Maine’s broadband infrastructure is becoming more outdated each day, and telecommunications executive Fletcher Kittredge believes only a group effort involving consumers, service providers and government can solve the problem.

The founder and CEO of GWI, Kittredge has created a 10-point plan to improve broadband access in Maine that includes steps such as setting a higher statewide target for average Internet speeds, and favoring public investment in fiber-optic infrastructure over legacy networks such as copper cable.

The plan was prompted in part by a recent report based on Ookla NetMetrics data that said Maine ranks 49th out of the 50 states for quality and availability of broadband access. Ookla is a Montana-based firm that tests the performance of Internet networks.

In another report, issued Monday by Cambridge, Massachusetts-based cloud services provider Akamai Technologies, Maine tied with Arizona for 37th place. The Akamai study found that Maine’s average broadband Internet speed was 8.7 megabits per second in the first quarter of 2014, compared with the U.S. average of 10.5 mbps.

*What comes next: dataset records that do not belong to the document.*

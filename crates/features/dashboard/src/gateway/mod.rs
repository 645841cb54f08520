//! Remote synchronisation of the dashboard configuration.
//!
//! [`ConfigGateway`] never fails towards its callers: document operations degrade to the
//! built-in defaults and write operations report a plain `bool`. The reason for a failure is
//! only visible in the logs.

mod error;
#[cfg(feature = "http")]
mod http;
mod transport;

pub use error::{GatewayError, GatewayErrorExt};
#[cfg(feature = "http")]
pub use http::HttpTransport;
pub use transport::{ApiResponse, ConfigTransport};

use crate::{defaults, validator};
use fmdash_domain::{ConfigurationDocument, Item};
use tracing::{debug, instrument, warn};

/// Fail-safe front of a [`ConfigTransport`].
#[derive(Debug, Clone)]
pub struct ConfigGateway<T> {
    transport: T,
}

impl<T: ConfigTransport> ConfigGateway<T> {
    pub const fn new(transport: T) -> Self {
        Self { transport }
    }

    pub const fn transport(&self) -> &T {
        &self.transport
    }

    /// Remote document, or the defaults when the service is unreachable, reports failure, or
    /// answers with something that is not a valid document.
    #[instrument(skip_all, name = "gateway.get")]
    pub async fn get_dashboard_config(&self) -> ConfigurationDocument {
        let response = self.transport.fetch().await;
        document_or_default("get_dashboard_config", response)
    }

    /// Remote document without the fallback, for callers that must not act on defaults.
    ///
    /// # Errors
    /// Fails when the service is unreachable, reports failure, or answers with something that
    /// is not a valid document.
    #[instrument(skip_all, name = "gateway.fetch")]
    pub async fn fetch_dashboard_config(&self) -> Result<ConfigurationDocument, GatewayError> {
        remote_document(self.transport.fetch().await)
    }

    /// Persists the whole document; `true` only when the service confirms.
    #[instrument(skip_all, name = "gateway.save", fields(sections = document.sections.len()))]
    pub async fn save_dashboard_config(&self, document: &ConfigurationDocument) -> bool {
        let response = self.transport.save(document).await;
        confirmed("save_dashboard_config", response)
    }

    /// Persists the items of one section; `true` only when the service confirms.
    #[instrument(skip_all, name = "gateway.update_section", fields(section = %section))]
    pub async fn update_section_config(&self, section: &str, items: &[Item]) -> bool {
        let response = self.transport.patch_section(section, items).await;
        confirmed("update_section_config", response)
    }

    /// Asks the service to reset and returns its new document, or the local defaults.
    #[instrument(skip_all, name = "gateway.reset")]
    pub async fn reset_to_default_config(&self) -> ConfigurationDocument {
        let response = self.transport.reset().await;
        document_or_default("reset_to_default_config", response)
    }

    /// The built-in defaults; no I/O.
    #[must_use]
    pub fn get_default_configuration(&self) -> ConfigurationDocument {
        defaults::default_configuration()
    }
}

fn document_or_default(
    operation: &'static str,
    response: Result<ApiResponse, GatewayError>,
) -> ConfigurationDocument {
    match remote_document(response) {
        Ok(document) => {
            for duplicate in validator::find_duplicates(&document) {
                warn!(operation, %duplicate, "Remote configuration repeats a name");
            }
            debug!(operation, sections = document.sections.len(), "Remote configuration accepted");
            document
        },
        Err(e) => {
            warn!(operation, error = %e, "Falling back to default dashboard configuration");
            defaults::default_configuration()
        },
    }
}

fn remote_document(
    response: Result<ApiResponse, GatewayError>,
) -> Result<ConfigurationDocument, GatewayError> {
    let ApiResponse { success, message, data } = response?;
    if !success {
        return Err(rejected(message));
    }
    let data = data.ok_or("response carries no configuration")?;
    validator::check(&data).map_err(|violation| format!("invalid configuration: {violation}"))?;
    serde_json::from_value(data).context("Reading remote configuration")
}

fn confirmed(operation: &'static str, response: Result<ApiResponse, GatewayError>) -> bool {
    match response {
        Ok(ApiResponse { success: true, .. }) => {
            debug!(operation, "Remote configuration updated");
            true
        },
        Ok(ApiResponse { message, .. }) => {
            warn!(operation, error = %rejected(message), "Remote configuration update refused");
            false
        },
        Err(e) => {
            warn!(operation, error = %e, "Remote configuration update failed");
            false
        },
    }
}

fn rejected(message: Option<String>) -> GatewayError {
    let message = message.unwrap_or_else(|| "no message".to_owned());
    GatewayError::Internal {
        message: format!("service reported failure: {message}").into(),
        context: None,
    }
}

Massachusetts ranked third with an average speed of 13.1 mbps, Rhode Island was fourth with 12.9 mbps, New Hampshire was seventh with 12.3 mbps, Connecticut was 10th with 11.7 mbps and Vermont was 24th with 10.2 mbps.

About 85 percent of Maine households have access to Internet download speeds of at least 3 mbps, said Phil Lindley of the ConnectME Authority. Nationwide, 95 percent of all households have access to at least one wired broadband provider, according to the United States Telecom Association.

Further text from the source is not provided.